Chapter 1: i: alea iacta est

Summary:

(the die has been cast/the point of no return)

Notes:

(See the end of the chapter for notes.)

Chapter Text

The pen was scratchy and leaked dark ink, staining her fingertips. The school didn’t give them many art supplies to work with – the paper was thin and fragile, the graphite pencils brittle and scored with teeth marks.

It was a dull day, made worse by the stifling weather. The air was heavy with the stirrings of a storm. Birds shrieked from the branches of an ancient tree outside, their muted plumages phasing in and out of the leaves as they clawed and flapped and snapped. Clara looked down at her drawing, and tried to see herself in the unskilled lines and ink blots.

It was probably her surroundings itself that hampered her efforts. Nowhere in the Asylum was particularly pretty – it had been a boarding school for wealthy girls before it was bombed to bits in World War II, and when they reconstructed it as an orphanage amid the aftermath of the war there wasn’t any room for beauty in mind. It was a clutter of red brick ,creaking staircases, and whitewashed walls, the grass in the backyard growing waist-high in winter where the rain blew through cracks in the window sashes and pooled on the floorboards of emptied rooms.

Her own room was furnished with only pieces the Matron had thought necessary – a bed, a wardrobe, and a small writing desk where she read and did schoolwork. All the other furniture had been sold off, and the money had gone straight to the Matron’s pockets.

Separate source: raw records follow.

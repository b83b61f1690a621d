use crate::trace::TraceWriter;
use anyhow::{Context, Result};
use std::collections::HashMap;
use std::path::PathBuf;
use std::sync::Arc;
use std::time::{Duration, Instant};
use tokio::io::{AsyncBufReadExt, AsyncRead, BufReader};
use tokio::process::{Child, Command};
use tokio::sync::mpsc;
use tokio::task::JoinHandle;
use tokio_util::sync::CancellationToken;

/// The duration to wait after sending SIGINT before escalating to SIGTERM.
const SIGINT_TIMEOUT: Duration = Duration::from_millis(7500);
/// The duration to wait after sending SIGTERM before escalating to SIGKILL.
const SIGTERM_TIMEOUT: Duration = Duration::from_millis(2500);
/// How long to keep draining stdout/stderr after the process has exited.
const OUTPUT_DRAIN_TIMEOUT: Duration = Duration::from_secs(5);

/// Which stream an output line was read from.
#[derive(Debug, Clone, Copy, PartialEq, Eq)]
pub enum OutputStream {
    Stdout,
    Stderr,
}

/// A single line of process output.
#[derive(Debug, Clone, PartialEq, Eq)]
pub struct OutputLine {
    pub stream: OutputStream,
    pub text: String,
}

/// Everything needed to start one child process.
#[derive(Debug, Clone, Default)]
pub struct ProcessRequest {
    pub program: String,
    pub args: Vec<String>,
    pub working_directory: Option<PathBuf>,
    pub environment: HashMap<String, String>,
    /// When set, the child only sees `environment` and nothing inherited.
    pub clear_environment: bool,
    pub timeout: Option<Duration>,
}

impl ProcessRequest {
    pub fn new(program: impl Into<String>) -> Self {
        Self {
            program: program.into(),
            ..Default::default()
        }
    }

    pub fn arg(mut self, arg: impl Into<String>) -> Self {
        self.args.push(arg.into());
        self
    }

    pub fn args<I, S>(mut self, args: I) -> Self
    where
        I: IntoIterator<Item = S>,
        S: Into<String>,
    {
        self.args.extend(args.into_iter().map(Into::into));
        self
    }

    pub fn working_directory(mut self, dir: impl Into<PathBuf>) -> Self {
        self.working_directory = Some(dir.into());
        self
    }

    pub fn env(mut self, key: impl Into<String>, value: impl Into<String>) -> Self {
        self.environment.insert(key.into(), value.into());
        self
    }

    pub fn environment(mut self, environment: HashMap<String, String>, clear: bool) -> Self {
        self.environment = environment;
        self.clear_environment = clear;
        self
    }

    pub fn timeout(mut self, timeout: Option<Duration>) -> Self {
        self.timeout = timeout;
        self
    }
}

/// How the child process ended.
#[derive(Debug, Clone, Copy, PartialEq, Eq)]
pub enum ProcessExit {
    /// The process exited on its own. Death by signal N is reported as 128 + N.
    Exited(i32),
    /// The request timeout elapsed and the process group was killed.
    TimedOut,
    /// The cancellation token fired and the process group was stopped.
    Cancelled,
}

impl ProcessExit {
    pub fn success(&self) -> bool {
        matches!(self, ProcessExit::Exited(0))
    }
}

/// Result of a completed `execute` call.
#[derive(Debug, Clone)]
pub struct ProcessOutcome {
    pub exit: ProcessExit,
    pub output: Vec<OutputLine>,
    pub elapsed: Duration,
}

impl ProcessOutcome {
    /// The last `count` output lines joined with newlines.
    pub fn output_tail(&self, count: usize) -> String {
        let start = self.output.len().saturating_sub(count);
        self.output[start..]
            .iter()
            .map(|l| l.text.as_str())
            .collect::<Vec<_>>()
            .join("\n")
    }
}

/// Spawns a child process in its own process group, captures stdout/stderr
/// line by line, and enforces a timeout and cooperative cancellation.
///
/// A timeout kills the whole group at once. Cancellation escalates
/// SIGINT, then SIGTERM, then SIGKILL, waiting a grace period between each.
pub struct ProcessInvoker {
    trace: Arc<dyn TraceWriter>,
    line_sink: Option<mpsc::UnboundedSender<OutputLine>>,
    sigint_timeout: Duration,
    sigterm_timeout: Duration,
}

impl ProcessInvoker {
    /// Create a new `ProcessInvoker` with the given trace writer.
    pub fn new(trace: Arc<dyn TraceWriter>) -> Self {
        Self {
            trace,
            line_sink: None,
            sigint_timeout: SIGINT_TIMEOUT,
            sigterm_timeout: SIGTERM_TIMEOUT,
        }
    }

    /// Forward every output line to `sink` as it is read.
    pub fn with_line_sink(mut self, sink: mpsc::UnboundedSender<OutputLine>) -> Self {
        self.line_sink = Some(sink);
        self
    }

    /// Override the grace periods used when escalating a cancellation.
    pub fn with_cancel_grace(mut self, sigint: Duration, sigterm: Duration) -> Self {
        self.sigint_timeout = sigint;
        self.sigterm_timeout = sigterm;
        self
    }

    /// Run the process described by `request` to completion.
    ///
    /// Returns `Err` only when the process could not be started or waited on.
    /// Non-zero exits, timeouts and cancellation are reported through
    /// [`ProcessOutcome::exit`].
    pub async fn execute(
        &self,
        request: &ProcessRequest,
        cancellation_token: CancellationToken,
    ) -> Result<ProcessOutcome> {
        anyhow::ensure!(!request.program.is_empty(), "program must not be empty");

        self.trace.verbose("Starting process:");
        self.trace
            .verbose(&format!("  File name: '{}'", request.program));
        self.trace
            .verbose(&format!("  Arguments: '{}'", request.args.join(" ")));

        let mut cmd = Command::new(&request.program);
        cmd.args(&request.args);

        if let Some(dir) = &request.working_directory {
            anyhow::ensure!(
                dir.is_dir(),
                "Working directory '{}' does not exist",
                dir.display()
            );
            self.trace
                .verbose(&format!("  Working directory: '{}'", dir.display()));
            cmd.current_dir(dir);
        }

        if request.clear_environment {
            cmd.env_clear();
        }
        cmd.envs(&request.environment);

        cmd.stdout(std::process::Stdio::piped());
        cmd.stderr(std::process::Stdio::piped());
        cmd.stdin(std::process::Stdio::null());
        cmd.kill_on_drop(true);

        #[cfg(unix)]
        cmd.process_group(0);

        let start = Instant::now();
        let mut child = cmd.spawn().with_context(|| {
            format!(
                "Failed to start process '{}' with arguments '{}'",
                request.program,
                request.args.join(" ")
            )
        })?;

        let pid = child.id().unwrap_or(0);
        self.trace.verbose(&format!(
            "Process started with process id {pid}, waiting for process exit."
        ));

        let output = Arc::new(parking_lot::Mutex::new(Vec::new()));
        let mut readers = Vec::with_capacity(2);
        if let Some(stdout) = child.stdout.take() {
            readers.push(self.spawn_reader(stdout, OutputStream::Stdout, output.clone()));
        }
        if let Some(stderr) = child.stderr.take() {
            readers.push(self.spawn_reader(stderr, OutputStream::Stderr, output.clone()));
        }

        let timeout = async {
            match request.timeout {
                Some(t) => tokio::time::sleep(t).await,
                None => std::future::pending::<()>().await,
            }
        };
        tokio::pin!(timeout);

        let exit = tokio::select! {
            status = child.wait() => {
                let status = status.context("Failed to wait for process")?;
                ProcessExit::Exited(exit_code_of(&status))
            }
            _ = &mut timeout => {
                self.trace.info(&format!(
                    "Process {pid} exceeded its timeout, killing process group."
                ));
                self.kill_process_group(&mut child).await;
                ProcessExit::TimedOut
            }
            _ = cancellation_token.cancelled() => {
                self.trace.info("Cancellation requested.");
                self.cancel_and_kill_process(&mut child).await;
                ProcessExit::Cancelled
            }
        };

        for mut reader in readers {
            if tokio::time::timeout(OUTPUT_DRAIN_TIMEOUT, &mut reader)
                .await
                .is_err()
            {
                self.trace
                    .warning("Output stream still open after process exit, abandoning it.");
                reader.abort();
            }
        }

        let elapsed = start.elapsed();
        self.trace.verbose(&format!(
            "Finished process {pid} with {exit:?}, and elapsed time {elapsed:.2?}."
        ));

        let output = std::mem::take(&mut *output.lock());
        Ok(ProcessOutcome {
            exit,
            output,
            elapsed,
        })
    }

    fn spawn_reader<R>(
        &self,
        stream: R,
        kind: OutputStream,
        output: Arc<parking_lot::Mutex<Vec<OutputLine>>>,
    ) -> JoinHandle<()>
    where
        R: AsyncRead + Unpin + Send + 'static,
    {
        let sink = self.line_sink.clone();
        tokio::spawn(async move {
            let mut reader = BufReader::new(stream);
            let mut buffer = Vec::new();
            loop {
                buffer.clear();
                match reader.read_until(b'\n', &mut buffer).await {
                    Ok(0) | Err(_) => break,
                    Ok(_) => {}
                }
                // Output is not interpreted; invalid UTF-8 is replaced, never dropped.
                let text = String::from_utf8_lossy(trim_line_ending(&buffer)).into_owned();
                let line = OutputLine { stream: kind, text };
                if let Some(sink) = &sink {
                    let _ = sink.send(line.clone());
                }
                output.lock().push(line);
            }
        })
    }

    /// Graceful cancellation: SIGINT, then SIGTERM, then SIGKILL.
    async fn cancel_and_kill_process(&self, child: &mut Child) {
        if self
            .send_signal_and_wait(child, Signal::Int, self.sigint_timeout)
            .await
        {
            self.trace
                .info("Process cancelled successfully through SIGINT.");
            return;
        }

        if self
            .send_signal_and_wait(child, Signal::Term, self.sigterm_timeout)
            .await
        {
            self.trace
                .info("Process terminated successfully through SIGTERM.");
            return;
        }

        self.trace.info(
            "Kill entire process group since both cancel and terminate signals have been ignored.",
        );
        self.kill_process_group(child).await;
    }

    async fn kill_process_group(&self, child: &mut Child) {
        #[cfg(unix)]
        if let Some(pid) = child.id() {
            let _ = nix::sys::signal::killpg(
                nix::unistd::Pid::from_raw(pid as i32),
                nix::sys::signal::Signal::SIGKILL,
            );
        }
        let _ = child.kill().await;
        let _ = child.wait().await;
    }

    /// Send a signal to the child's process group and wait up to `timeout`
    /// for the child to exit. Returns `true` if it exited in time.
    #[cfg(unix)]
    async fn send_signal_and_wait(
        &self,
        child: &mut Child,
        signal: Signal,
        timeout: Duration,
    ) -> bool {
        let pid = match child.id() {
            Some(id) => id,
            None => return true,
        };

        let sig = match signal {
            Signal::Int => nix::sys::signal::Signal::SIGINT,
            Signal::Term => nix::sys::signal::Signal::SIGTERM,
        };

        self.trace
            .verbose(&format!("Sending {sig:?} to process group {pid}."));

        if nix::sys::signal::killpg(nix::unistd::Pid::from_raw(pid as i32), sig).is_err() {
            self.trace
                .info(&format!("{sig:?} signal failed to send to process group {pid}."));
            return false;
        }

        tokio::select! {
            result = child.wait() => result.is_ok(),
            _ = tokio::time::sleep(timeout) => {
                self.trace.info(&format!(
                    "Process did not honor {sig:?} within {:.1}s.",
                    timeout.as_secs_f64()
                ));
                false
            }
        }
    }

    #[cfg(not(unix))]
    async fn send_signal_and_wait(
        &self,
        child: &mut Child,
        _signal: Signal,
        timeout: Duration,
    ) -> bool {
        tokio::select! {
            result = child.wait() => result.is_ok(),
            _ = tokio::time::sleep(timeout) => false,
        }
    }
}

#[derive(Debug, Clone, Copy)]
enum Signal {
    Int,
    Term,
}

#[cfg(unix)]
fn exit_code_of(status: &std::process::ExitStatus) -> i32 {
    use std::os::unix::process::ExitStatusExt;
    status
        .code()
        .or_else(|| status.signal().map(|s| 128 + s))
        .unwrap_or(-1)
}

#[cfg(not(unix))]
fn exit_code_of(status: &std::process::ExitStatus) -> i32 {
    status.code().unwrap_or(-1)
}

fn trim_line_ending(line: &[u8]) -> &[u8] {
    let line = line.strip_suffix(b"\n").unwrap_or(line);
    line.strip_suffix(b"\r").unwrap_or(line)
}
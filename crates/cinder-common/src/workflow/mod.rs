pub mod document;
pub mod models;
pub mod parser;
pub mod pattern;

pub use models::{CachePolicy, Job, ShellKind, Step, TriggerRule, WorkflowDefinition};
pub use parser::WorkflowParser;
pub use pattern::BranchPattern;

Clara made her peace with the Matron’s heavy hand and terrible taste in clothes for the girls the week she arrived. At least she was alive. At least she wasn’t a slave to her aunt and uncle anymore.

Now, it was getting a little harder to maintain that peace.

It was just as well that she learned three lessons through her time at the asylum – that she is, by all standards, abnormal, that abnormal people inspire fear in normal people, and that fear is a very good motivator. Incidents happened to those who antagonised her. Fractured bones, close-calls with snakes in the backyard and cars on the road, days of misfortune after misfortune until they finally cracked and told the Matron and Clara was made to apologise and recite verses.

Her own injuries and bruises from these altercations always disappeared back into unblemished skin, and the other girls were too scared of her to comment on it. Clara learned to accept that she was alone, that there would be no one to save her, and all she could do was save herself. She owned nothing but her name. Her birthday was lost somewhere in the Matron’s filing cabinet, all her worldly possessions left back in the cupboard under the stairs.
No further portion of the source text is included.